The leading research Dr. Leyser has performed throughout her scientific career is not only indicated by the large number of publications she has co-authored but also by the academic honors she has received. Examples include her being an elected Fellow of both the Royal Society and the European molecular biology organization since 2007, having become an elected foreign associate member of the National Academy of Sciences USA in 2012 as well as having been invited to join the Leopoldina in 2014. More importantly throughout her career she has actively contributed to the development of global plant science community by participating in committees, outreach activities and mentorship programs. Examples are her roles as chair of the British Biological Sciences Research Council (BBSRC) skills and careers strategy panel (2009-2012), her membership in ERC consolidator or advanced grant panels for cellular and developmental biology (2012-16), international advisory boards of the Gregor Mendel Institute (Vienna) and the Max Planck Institute for Developmental Biology (Tübingen) as well as the Wallenberg Genomics Consortium assessment panel.

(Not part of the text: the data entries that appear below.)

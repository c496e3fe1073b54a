//! Token-bucket pacing for Reddit API requests.
//!
//! This bounds the aggregate request rate; the pipeline's randomized
//! inter-mutation delay is layered on top of it.

use std::time::{Duration, Instant};
use tokio::sync::Mutex;
use tokio::time::sleep;
use tracing::debug;

#[derive(Debug, Clone)]
pub struct RateLimitConfig {
    pub max_requests: u32,
    pub time_window: Duration,
    pub burst_allowance: u32,
}

impl RateLimitConfig {
    /// Script-type OAuth clients get 60 requests per minute.
    pub fn reddit_script() -> Self {
        Self {
            max_requests: 60,
            time_window: Duration::from_secs(60),
            burst_allowance: 5,
        }
    }
}

#[derive(Debug)]
struct BucketState {
    tokens: f64,
    last_refill: Instant,
}

#[derive(Debug)]
pub struct RateLimiter {
    state: Mutex<BucketState>,
    capacity: f64,
    refill_rate: f64,
}

impl RateLimiter {
    pub fn new(config: RateLimitConfig) -> Self {
        let capacity = f64::from(config.burst_allowance);
        let refill_rate = f64::from(config.max_requests) / config.time_window.as_secs_f64();
        Self {
            state: Mutex::new(BucketState {
                tokens: capacity,
                last_refill: Instant::now(),
            }),
            capacity,
            refill_rate,
        }
    }

    /// Blocks until a request slot is available.
    pub async fn acquire(&self) {
        loop {
            let wait = self.try_take().await;
            match wait {
                None => return,
                Some(duration) => {
                    debug!(wait = ?duration, "request budget exhausted, pausing");
                    sleep(duration).await;
                }
            }
        }
    }

    pub async fn available_tokens(&self) -> f64 {
        let mut state = self.state.lock().await;
        Self::refill(&mut state, self.capacity, self.refill_rate);
        state.tokens
    }

    async fn try_take(&self) -> Option<Duration> {
        let mut state = self.state.lock().await;
        Self::refill(&mut state, self.capacity, self.refill_rate);
        if state.tokens >= 1.0 {
            state.tokens -= 1.0;
            None
        } else {
            Some(Duration::from_secs_f64(
                (1.0 - state.tokens) / self.refill_rate,
            ))
        }
    }

    fn refill(state: &mut BucketState, capacity: f64, refill_rate: f64) {
        let now = Instant::now();
        let elapsed = now.duration_since(state.last_refill);
        state.tokens = (state.tokens + elapsed.as_secs_f64() * refill_rate).min(capacity);
        state.last_refill = now;
    }
}

#[cfg(test)]
mod tests {
    use super::*;

    #[tokio::test]
    async fn bucket_exhausts_after_burst() {
        let limiter = RateLimiter::new(RateLimitConfig {
            max_requests: 10,
            time_window: Duration::from_secs(10),
            burst_allowance: 3,
        });

        for _ in 0..3 {
            assert!(limiter.try_take().await.is_none());
        }
        assert!(limiter.try_take().await.is_some());
    }

    #[tokio::test]
    async fn bucket_refills_over_time() {
        // 10 tokens per second.
        let limiter = RateLimiter::new(RateLimitConfig {
            max_requests: 10,
            time_window: Duration::from_secs(1),
            burst_allowance: 1,
        });

        assert!(limiter.try_take().await.is_none());
        assert!(limiter.try_take().await.is_some());

        sleep(Duration::from_millis(150)).await;
        assert!(limiter.try_take().await.is_none());
    }

    #[tokio::test]
    async fn acquire_waits_instead_of_failing() {
        let limiter = RateLimiter::new(RateLimitConfig {
            max_requests: 20,
            time_window: Duration::from_secs(1),
            burst_allowance: 1,
        });

        // Second acquire has to wait for a refill but completes.
        limiter.acquire().await;
        limiter.acquire().await;
        assert!(limiter.available_tokens().await < 1.0);
    }
}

In parallel to these strategic activities Dr. Leyser was constantly contributing to outreach activities and public policy development. Examples include Open lectures at the University of York and the Cambridge Science Festival, interviews with BBC world service and the Today program, expert witness to the House of Commons Select Committee on genetically modified organisms as well as the Royal Society Fraud and the Future of Publishing. More importantly she has been actively promoting science education and research training as means for diverse career paths, which is exemplified by the more than 40 PhD students and postdoctoral scientists she has mentored during her career. In parallel she has provided guidance on career development for female scientists and advised institutions on gender equality.

As a result of her active involvement in the development of the scientific community, policy and her contributions to society at large, she was appointed Commander of the Order of the British Empire by her majesty Queen Elizabeth II in 2009.